▶ [AIM OF THE TASK]: Work out how many lines in the listing below carry the word "roxmltree". Give that number alone.

····················

//! Compound edits built from cursor placement plus simulated input.
//!
//! The mapper only decides where the caret goes before and after. Typing and
//! deleting are requested from an `InputSimulator` so the host's own editing
//! machinery (undo stack, input events, framework state) sees a normal
//! keystroke.

use serde::{Deserialize, Serialize};

use crate::mapper::TextMapper;
use crate::platform::{InputSimulator, PlatformError, SelectionPort};
use crate::text::utf16_len;
use crate::tree::DocumentTree;
use crate::types::LinearRange;

/// An edit expressed in linear offsets of the focused editable region.
#[derive(Debug, Clone, PartialEq, Eq, Serialize, Deserialize)]
#[serde(tag = "type", rename_all = "camelCase")]
pub enum EditAction {
    /// Type `text` at `offset`.
    Insert { offset: usize, text: String },
    /// Remove the text in `range`.
    Delete { range: LinearRange },
    /// Remove `range`, then type `text` where it started.
    Replace { range: LinearRange, text: String },
}

/// Where an edit put the caret, and where the caret should be once the host
/// has applied the simulated input.
#[derive(Debug, Clone, Copy, PartialEq, Eq, Serialize, Deserialize)]
#[serde(rename_all = "camelCase")]
pub struct EditOutcome {
    pub cursor_before: usize,
    pub cursor_after: usize,
}

/// Run an edit against the focused editable region.
///
/// Returns `Ok(None)` when nothing editable has focus.
pub fn execute_edit<T, S, I>(
    mapper: &mut TextMapper<T, S>,
    input: &mut I,
    action: &EditAction,
) -> Result<Option<EditOutcome>, PlatformError>
where
    T: DocumentTree,
    S: SelectionPort<T::Node>,
    I: InputSimulator,
{
    let Some(anchor) = mapper.focused_anchor() else {
        tracing::debug!(target: "textmap::edit", ?action, "no focused editable region");
        return Ok(None);
    };

    let outcome = match action {
        EditAction::Insert { offset, text } => execute_insert(mapper, input, &anchor, *offset, text)?,
        EditAction::Delete { range } => execute_delete(mapper, input, &anchor, *range)?,
        EditAction::Replace { range, text } => {
            let deleted = execute_delete(mapper, input, &anchor, *range)?;
            let inserted = execute_insert(mapper, input, &anchor, deleted.cursor_after, text)?;
            EditOutcome {
                cursor_before: deleted.cursor_before,
                cursor_after: inserted.cursor_after,
            }
        }
    };

    tracing::trace!(
        target: "textmap::edit",
        ?action,
        before = outcome.cursor_before,
        after = outcome.cursor_after,
        "edit requested"
    );
    Ok(Some(outcome))
}

fn execute_insert<T, S, I>(
    mapper: &mut TextMapper<T, S>,
    input: &mut I,
    anchor: &T::Node,
    offset: usize,
    text: &str,
) -> Result<EditOutcome, PlatformError>
where
    T: DocumentTree,
    S: SelectionPort<T::Node>,
    I: InputSimulator,
{
    let located = mapper.set_cursor_in(anchor, offset, None)?;
    let start = located.range.start;
    if !text.is_empty() {
        input.insert_text(text)?;
    }
    Ok(EditOutcome {
        cursor_before: start,
        cursor_after: start + utf16_len(text),
    })
}

fn execute_delete<T, S, I>(
    mapper: &mut TextMapper<T, S>,
    input: &mut I,
    anchor: &T::Node,
    range: LinearRange,
) -> Result<EditOutcome, PlatformError>
where
    T: DocumentTree,
    S: SelectionPort<T::Node>,
    I: InputSimulator,
{
    let range = range.normalize();
    // Backspacing from the end removes exactly the range, so the caret goes
    // there first.
    let located = mapper.set_cursor_in(anchor, range.end, None)?;
    let end = located.range.end;
    let start = range.start.min(end);
    let count = end - start;
    if count > 0 {
        input.delete_backward(count)?;
    }
    Ok(EditOutcome {
        cursor_before: end,
        cursor_after: start,
    })
}

impl<T, S> TextMapper<T, S>
where
    T: DocumentTree,
    S: SelectionPort<T::Node>,
{
    /// Type `text` at `offset` in the focused region.
    pub fn insert_text<I: InputSimulator>(
        &mut self,
        input: &mut I,
        offset: usize,
        text: &str,
    ) -> Result<Option<EditOutcome>, PlatformError> {
        let action = EditAction::Insert {
            offset,
            text: text.to_string(),
        };
        execute_edit(self, input, &action)
    }

    /// Delete `start..end` in the focused region.
    pub fn delete_range<I: InputSimulator>(
        &mut self,
        input: &mut I,
        start: usize,
        end: usize,
    ) -> Result<Option<EditOutcome>, PlatformError> {
        let action = EditAction::Delete {
            range: LinearRange::new(start, end),
        };
        execute_edit(self, input, &action)
    }

    /// Replace `start..end` in the focused region with `text`.
    pub fn replace_range<I: InputSimulator>(
        &mut self,
        input: &mut I,
        start: usize,
        end: usize,
        text: &str,
    ) -> Result<Option<EditOutcome>, PlatformError> {
        let action = EditAction::Replace {
            range: LinearRange::new(start, end),
            text: text.to_string(),
        };
        execute_edit(self, input, &action)
    }
}
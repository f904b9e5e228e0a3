//! JsTextMapper - the mapping engine exposed to JavaScript.

use wasm_bindgen::prelude::*;
use web_sys::Node;

use textmap_browser::BrowserController;
use textmap_core::{EditAction, EditOutcome, MapperConfig, PlatformError};

use crate::actions::JsEditAction;
use crate::types::{JsEditOutcome, JsMapperConfig};

fn to_js_error(e: PlatformError) -> JsError {
    JsError::new(&e.to_string())
}

fn outcome_to_js(outcome: Option<EditOutcome>) -> Option<JsEditOutcome> {
    outcome.map(JsEditOutcome::from)
}

/// Maps the focused editable region to plain text and back.
///
/// Every call reads the live document; nothing is cached between calls.
#[wasm_bindgen]
pub struct JsTextMapper {
    controller: BrowserController,
}

#[wasm_bindgen]
impl JsTextMapper {
    /// Create a mapper, optionally overriding the tag configuration.
    #[wasm_bindgen(constructor)]
    pub fn new(config: Option<JsMapperConfig>) -> Self {
        let config: MapperConfig = config.map(Into::into).unwrap_or_default();
        Self {
            controller: BrowserController::with_config(&config),
        }
    }

    /// Perceived text of the editable region around `node`, or of the
    /// focused one. `undefined` when nothing editable is there.
    #[wasm_bindgen(js_name = getSource)]
    pub fn get_source(&self, node: Option<Node>) -> Option<String> {
        self.controller.source(node.as_ref())
    }

    /// Caret offset in the focused region, 0 when there is none.
    #[wasm_bindgen(js_name = getCursor)]
    pub fn get_cursor(&self) -> usize {
        self.controller.cursor()
    }

    /// Place the caret at `offset`, or select `offset..end`.
    #[wasm_bindgen(js_name = setCursor)]
    pub fn set_cursor(&mut self, offset: usize, end: Option<usize>) -> Result<(), JsError> {
        self.controller.set_cursor(offset, end).map_err(to_js_error)
    }

    #[wasm_bindgen(js_name = insertText)]
    pub fn insert_text(
        &mut self,
        offset: usize,
        text: &str,
    ) -> Result<Option<JsEditOutcome>, JsError> {
        self.controller
            .insert_text(offset, text)
            .map(outcome_to_js)
            .map_err(to_js_error)
    }

    #[wasm_bindgen(js_name = deleteRange)]
    pub fn delete_range(
        &mut self,
        start: usize,
        end: usize,
    ) -> Result<Option<JsEditOutcome>, JsError> {
        self.controller
            .delete_range(start, end)
            .map(outcome_to_js)
            .map_err(to_js_error)
    }

    #[wasm_bindgen(js_name = replaceRange)]
    pub fn replace_range(
        &mut self,
        start: usize,
        end: usize,
        text: &str,
    ) -> Result<Option<JsEditOutcome>, JsError> {
        self.controller
            .replace_range(start, end, text)
            .map(outcome_to_js)
            .map_err(to_js_error)
    }

    /// Run an edit given as a tagged object (`{type: "insert", ...}`).
    #[wasm_bindgen(js_name = executeAction)]
    pub fn execute_action(&mut self, action: JsValue) -> Result<Option<JsEditOutcome>, JsError> {
        let action: JsEditAction = serde_wasm_bindgen::from_value(action)
            .map_err(|e| JsError::new(&format!("Invalid action: {}", e)))?;
        self.controller
            .edit(&EditAction::from(action))
            .map(outcome_to_js)
            .map_err(to_js_error)
    }
}
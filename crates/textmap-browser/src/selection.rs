//! `SelectionPort` over the DOM Selection API.
//!
//! The document has exactly one selection, shared with the user. Installing a
//! new one always goes through `removeAllRanges` first.

use web_sys::Node;

use textmap_core::{PlatformError, SelectionPort, TreePosition};

use crate::{document, window};

/// The window's selection plus `document.activeElement` for focus.
#[derive(Debug, Clone, Copy, Default)]
pub struct DomSelection;

impl DomSelection {
    fn selection(&self) -> Result<web_sys::Selection, PlatformError> {
        window()?
            .get_selection()
            .map_err(|e| format!("get_selection failed: {:?}", e))?
            .ok_or_else(|| "no selection object".into())
    }
}

impl SelectionPort<Node> for DomSelection {
    fn active_boundary(&self) -> Option<TreePosition<Node>> {
        let selection = self.selection().ok()?;
        if selection.range_count() == 0 {
            return None;
        }
        let node = selection.anchor_node()?;
        Some(TreePosition::new(node, selection.anchor_offset() as usize))
    }

    fn focused_node(&self) -> Option<Node> {
        let active = document().ok()?.active_element()?;
        Some(active.into())
    }

    fn install(
        &mut self,
        start: TreePosition<Node>,
        end: Option<TreePosition<Node>>,
    ) -> Result<(), PlatformError> {
        let selection = self.selection()?;
        let range = document()?
            .create_range()
            .map_err(|e| format!("create_range failed: {:?}", e))?;

        range
            .set_start(&start.node, start.offset as u32)
            .map_err(|e| format!("set_start failed: {:?}", e))?;
        match &end {
            Some(end) => range
                .set_end(&end.node, end.offset as u32)
                .map_err(|e| format!("set_end failed: {:?}", e))?,
            None => range.collapse_with_to_start(true),
        }

        tracing::trace!(
            target: "textmap::selection",
            start_offset = start.offset,
            end_offset = ?end.as_ref().map(|e| e.offset),
            "replacing document selection"
        );

        selection
            .remove_all_ranges()
            .map_err(|e| format!("remove_all_ranges failed: {:?}", e))?;
        selection
            .add_range(&range)
            .map_err(|e| format!("add_range failed: {:?}", e))?;

        Ok(())
    }
}
//! In-memory host: an arena document tree plus fake selection and input.
//!
//! Used by the engine's own tests and by embedders that keep their document
//! outside a browser.

use std::borrow::Cow;

use miette::Diagnostic;
use smol_str::SmolStr;
use thiserror::Error;

use crate::platform::{InputSimulator, PlatformError, SelectionPort};
use crate::tree::{DocumentTree, NodeType};
use crate::types::TreePosition;

/// Handle to a node in a `MemTree`.
#[derive(Debug, Clone, Copy, PartialEq, Eq, Hash, PartialOrd, Ord)]
pub struct NodeId(pub u32);

impl NodeId {
    fn index(self) -> usize {
        self.0 as usize
    }
}

#[derive(Debug, Error, Diagnostic)]
pub enum MarkupError {
    #[error("malformed markup")]
    #[diagnostic(code(textmap::mem::parse))]
    Parse(#[from] roxmltree::Error),
}

#[derive(Debug, Clone)]
enum MemKind {
    Document,
    Element {
        tag: SmolStr,
        attributes: Vec<(SmolStr, String)>,
    },
    Text(String),
    Comment(String),
}

#[derive(Debug, Clone)]
struct MemNode {
    kind: MemKind,
    parent: Option<NodeId>,
    children: Vec<NodeId>,
}

/// Arena-backed document tree. Node 0 is the document itself.
#[derive(Debug, Clone)]
pub struct MemTree {
    nodes: Vec<MemNode>,
}

impl Default for MemTree {
    fn default() -> Self {
        Self::new()
    }
}

impl MemTree {
    pub fn new() -> Self {
        Self {
            nodes: vec![MemNode {
                kind: MemKind::Document,
                parent: None,
                children: Vec::new(),
            }],
        }
    }

    /// The document node. Has no tag and no parent.
    pub fn root(&self) -> NodeId {
        NodeId(0)
    }

    fn push(&mut self, parent: NodeId, kind: MemKind) -> NodeId {
        let id = NodeId(self.nodes.len() as u32);
        self.nodes.push(MemNode {
            kind,
            parent: Some(parent),
            children: Vec::new(),
        });
        if let Some(parent) = self.nodes.get_mut(parent.index()) {
            parent.children.push(id);
        }
        id
    }

    pub fn append_element(&mut self, parent: NodeId, tag: &str) -> NodeId {
        self.push(
            parent,
            MemKind::Element {
                tag: SmolStr::new(tag),
                attributes: Vec::new(),
            },
        )
    }

    pub fn append_text(&mut self, parent: NodeId, text: &str) -> NodeId {
        self.push(parent, MemKind::Text(text.to_string()))
    }

    pub fn append_comment(&mut self, parent: NodeId, text: &str) -> NodeId {
        self.push(parent, MemKind::Comment(text.to_string()))
    }

    /// Set or replace an attribute. No-op on anything but an element.
    pub fn set_attribute(&mut self, node: NodeId, name: &str, value: &str) {
        let Some(MemNode {
            kind: MemKind::Element { attributes, .. },
            ..
        }) = self.nodes.get_mut(node.index())
        else {
            return;
        };
        match attributes.iter_mut().find(|(n, _)| n.as_str() == name) {
            Some((_, v)) => *v = value.to_string(),
            None => attributes.push((SmolStr::new(name), value.to_string())),
        }
    }

    /// Replace a text node's data. No-op on anything but a text node.
    pub fn set_text(&mut self, node: NodeId, text: &str) {
        if let Some(MemNode {
            kind: MemKind::Text(data),
            ..
        }) = self.nodes.get_mut(node.index())
        {
            *data = text.to_string();
        }
    }

    /// Parse an XHTML fragment. The fragment's root element becomes the
    /// only child of the document node.
    ///
    /// Entities are resolved (`&#160;` becomes U+00A0) and whitespace-only
    /// text is kept.
    pub fn parse_xhtml(markup: &str) -> Result<Self, MarkupError> {
        let doc = roxmltree::Document::parse(markup)?;
        let mut tree = Self::new();
        let root = tree.root();
        tree.import(root, doc.root_element());
        Ok(tree)
    }

    fn import(&mut self, parent: NodeId, source: roxmltree::Node<'_, '_>) {
        if source.is_element() {
            let id = self.append_element(parent, source.tag_name().name());
            for attr in source.attributes() {
                self.set_attribute(id, attr.name(), attr.value());
            }
            for child in source.children() {
                self.import(id, child);
            }
        } else if source.is_text() {
            self.append_text(parent, source.text().unwrap_or_default());
        } else if source.is_comment() {
            self.append_comment(parent, source.text().unwrap_or_default());
        }
    }

    /// All nodes under `node` (inclusive) in document order.
    pub fn descendants(&self, node: NodeId) -> Vec<NodeId> {
        let mut out = Vec::new();
        let mut stack = vec![node];
        while let Some(current) = stack.pop() {
            out.push(current);
            if let Some(n) = self.nodes.get(current.index()) {
                stack.extend(n.children.iter().rev());
            }
        }
        out
    }

    /// First element whose `id` attribute is `id`.
    pub fn find_by_id(&self, id: &str) -> Option<NodeId> {
        self.descendants(self.root())
            .into_iter()
            .find(|n| self.attribute(n, "id").as_deref() == Some(id))
    }

    /// First text node whose data is exactly `text`.
    pub fn find_text(&self, text: &str) -> Option<NodeId> {
        self.descendants(self.root())
            .into_iter()
            .find(|n| matches!(self.kind(*n), Some(MemKind::Text(data)) if data == text))
    }

    fn kind(&self, node: NodeId) -> Option<&MemKind> {
        self.nodes.get(node.index()).map(|n| &n.kind)
    }
}

impl DocumentTree for MemTree {
    type Node = NodeId;

    fn node_type(&self, node: &NodeId) -> NodeType {
        match self.kind(*node) {
            Some(MemKind::Text(_)) => NodeType::Text,
            Some(MemKind::Element { .. }) => NodeType::Element,
            _ => NodeType::Other,
        }
    }

    fn tag_name(&self, node: &NodeId) -> Option<Cow<'_, str>> {
        match self.kind(*node)? {
            MemKind::Element { tag, .. } => Some(Cow::Borrowed(tag.as_str())),
            _ => None,
        }
    }

    fn text(&self, node: &NodeId) -> Option<Cow<'_, str>> {
        match self.kind(*node)? {
            MemKind::Text(data) => Some(Cow::Borrowed(data.as_str())),
            _ => None,
        }
    }

    fn attribute(&self, node: &NodeId, name: &str) -> Option<Cow<'_, str>> {
        match self.kind(*node)? {
            MemKind::Element { attributes, .. } => attributes
                .iter()
                .find(|(n, _)| n.as_str() == name)
                .map(|(_, v)| Cow::Borrowed(v.as_str())),
            _ => None,
        }
    }

    fn parent(&self, node: &NodeId) -> Option<NodeId> {
        self.nodes.get(node.index())?.parent
    }

    fn children(&self, node: &NodeId) -> Vec<NodeId> {
        self.nodes
            .get(node.index())
            .map(|n| n.children.clone())
            .unwrap_or_default()
    }
}

/// Fake selection that behaves like a DOM `Selection`: it can hold several
/// ranges, and `install` removes them all before adding the new one.
#[derive(Debug, Clone)]
pub struct MemSelection<N = NodeId> {
    ranges: Vec<(TreePosition<N>, TreePosition<N>)>,
    focus: Option<N>,
    installs: usize,
    clears: usize,
    failure: Option<String>,
}

impl<N> Default for MemSelection<N> {
    fn default() -> Self {
        Self {
            ranges: Vec::new(),
            focus: None,
            installs: 0,
            clears: 0,
            failure: None,
        }
    }
}

impl<N: Clone> MemSelection<N> {
    pub fn new() -> Self {
        Self::default()
    }

    /// A selection holding one caret, as if the user had clicked there.
    pub fn with_caret(position: TreePosition<N>) -> Self {
        let mut selection = Self::new();
        selection.add_range(position.clone(), position);
        selection
    }

    /// Add a range without clearing, the way a user's ctrl-drag does.
    pub fn add_range(&mut self, start: TreePosition<N>, end: TreePosition<N>) {
        self.ranges.push((start, end));
    }

    pub fn remove_all_ranges(&mut self) {
        self.clears += 1;
        self.ranges.clear();
    }

    /// Track focus separately from the selection.
    pub fn set_focus(&mut self, node: Option<N>) {
        self.focus = node;
    }

    pub fn ranges(&self) -> &[(TreePosition<N>, TreePosition<N>)] {
        &self.ranges
    }

    /// Successful `install` calls so far.
    pub fn installs(&self) -> usize {
        self.installs
    }

    /// `remove_all_ranges` calls so far.
    pub fn clears(&self) -> usize {
        self.clears
    }

    /// Make every following `install` fail with `message`.
    pub fn fail_installs(&mut self, message: &str) {
        self.failure = Some(message.to_string());
    }
}

impl<N: Clone> SelectionPort<N> for MemSelection<N> {
    fn active_boundary(&self) -> Option<TreePosition<N>> {
        self.ranges.first().map(|(start, _)| start.clone())
    }

    fn focused_node(&self) -> Option<N> {
        self.focus
            .clone()
            .or_else(|| self.active_boundary().map(|pos| pos.node))
    }

    fn install(
        &mut self,
        start: TreePosition<N>,
        end: Option<TreePosition<N>>,
    ) -> Result<(), PlatformError> {
        if let Some(message) = &self.failure {
            return Err(PlatformError(message.clone()));
        }
        self.remove_all_ranges();
        let end = end.unwrap_or_else(|| start.clone());
        self.add_range(start, end);
        self.installs += 1;
        Ok(())
    }
}

/// An input request seen by `RecordingInput`.
#[derive(Debug, Clone, PartialEq, Eq)]
pub enum InputOp {
    Insert(String),
    DeleteBackward(usize),
}

/// Input simulator that records requests instead of performing them.
#[derive(Debug, Clone, Default)]
pub struct RecordingInput {
    pub ops: Vec<InputOp>,
}

impl InputSimulator for RecordingInput {
    fn insert_text(&mut self, text: &str) -> Result<(), PlatformError> {
        self.ops.push(InputOp::Insert(text.to_string()));
        Ok(())
    }

    fn delete_backward(&mut self, count: usize) -> Result<(), PlatformError> {
        self.ops.push(InputOp::DeleteBackward(count));
        Ok(())
    }
}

····················

▶ [RESULT FOR THIS TASK]: 3